The late filing of the Mandatory Extension Application on 29 September 2015 must be viewed in context. The Substantive Application had been filed late, albeit only by 36 minutes, but certainly in circumstances where the evidence indicates that both Mr Heathcote and Mr Atkinson were aware of the necessary time for filing of the Substantive Application. It is also clear from Mr Atkinson’s email of 25 August 2015 (set out at [3(h)] above) that both he and Mr Heathcote were aware of the necessity to make the Mandatory Extension Application, and were aware of it at least a month before it was ultimately made, it ultimately being made some 70 days after the expiry of a 14 day limitation period. The emails exchanged between Mr Heathcote and Mr Atkinson on 25 and 27 August 2015 demonstrate a keen awareness that the Substantive Application had been filed late, and that there was a necessity to make the Mandatory Extension Application.
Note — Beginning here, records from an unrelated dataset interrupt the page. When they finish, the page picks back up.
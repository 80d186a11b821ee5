//! Inbound user actions.
//!
//! Produced by the presentation side (buttons, touch) and consumed by the
//! state controller in arrival order.

/// A request from the operator.  Carries no payload.
#[derive(Debug, Clone, Copy, PartialEq, Eq, Hash)]
pub enum UserAction {
    /// Lengthen the countdown by one step.
    Increment,
    /// Shorten the countdown by one step.
    Decrement,
    /// Re-zero the load cell.
    Tare,
    /// Silence an expired countdown.
    AcknowledgeAlert,
}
That email correspondence was in the context of a first directions hearing in this matter on 13 August 2015, and a second directions hearing which was imminent on 28 August 2015. The orders made on 28 August 2015, in the presence of both Mr Heathcote and Mr Messina, and pronounced orally, before being reduced to writing, left no room for doubt that the Mandatory Extension Application was required to be filed by 11 September 2015 pursuant to the August 2015 Court Order.
Even if Mr Heathcote was, as is asserted, under a mistaken belief as to the deadline under the August 2015 Court Order being 25 September 2015, and not 11 September 2015, what occurred in the email exchanges between Mr Heathcote and Mr Messina, and to a lesser extent in the forwarding of them to Mr Atkinson, on 16 and 17 September 2015 is vital to the disposition of this matter. The exchange of emails between Mr Heathcote and Mr Messina on 16 and 17 September 2015 demonstrates, and it is not in dispute, that the Respondents told Mr Heathcote that the Mandatory Extension Application had to be filed by 11 September 2015 and that no such application had yet been received, and that Mr Heathcote acknowledged at 5.35pm on 16 September 2015 that the Mandatory Extension Application “should already have been lodged”. That exchange of emails was sent (at 5.35pm on 16 September 2015) to Mr Atkinson, and Mr Atkinson was therefore aware as at 16 September 2015 of the 11 September 2015 deadline.
In the above circumstances, and given that the Substantive Application had been filed late, the Mandatory Extension Application had not yet been filed, and that the deadline set by the August 2015 Court Order had also been missed, it might be expected that every possible step would have been taken by both Mr Heathcote and Mr Atkinson to ensure that the Mandatory Extension Application was filed on 17 September 2015. That did not occur. Rather, having endeavoured to explain why the Substantive Application had been filed late, and following confirmation on the afternoon of 17 September 2015 that the Respondents intended to oppose any application for an extension of time, and an indication from the Respondents’ solicitor that the Respondents “require that … [Mr Atkinson] comply with … [the August 2015 Court Order] without further delay …”, the response from Mr Heathcote bordered on the extraordinary.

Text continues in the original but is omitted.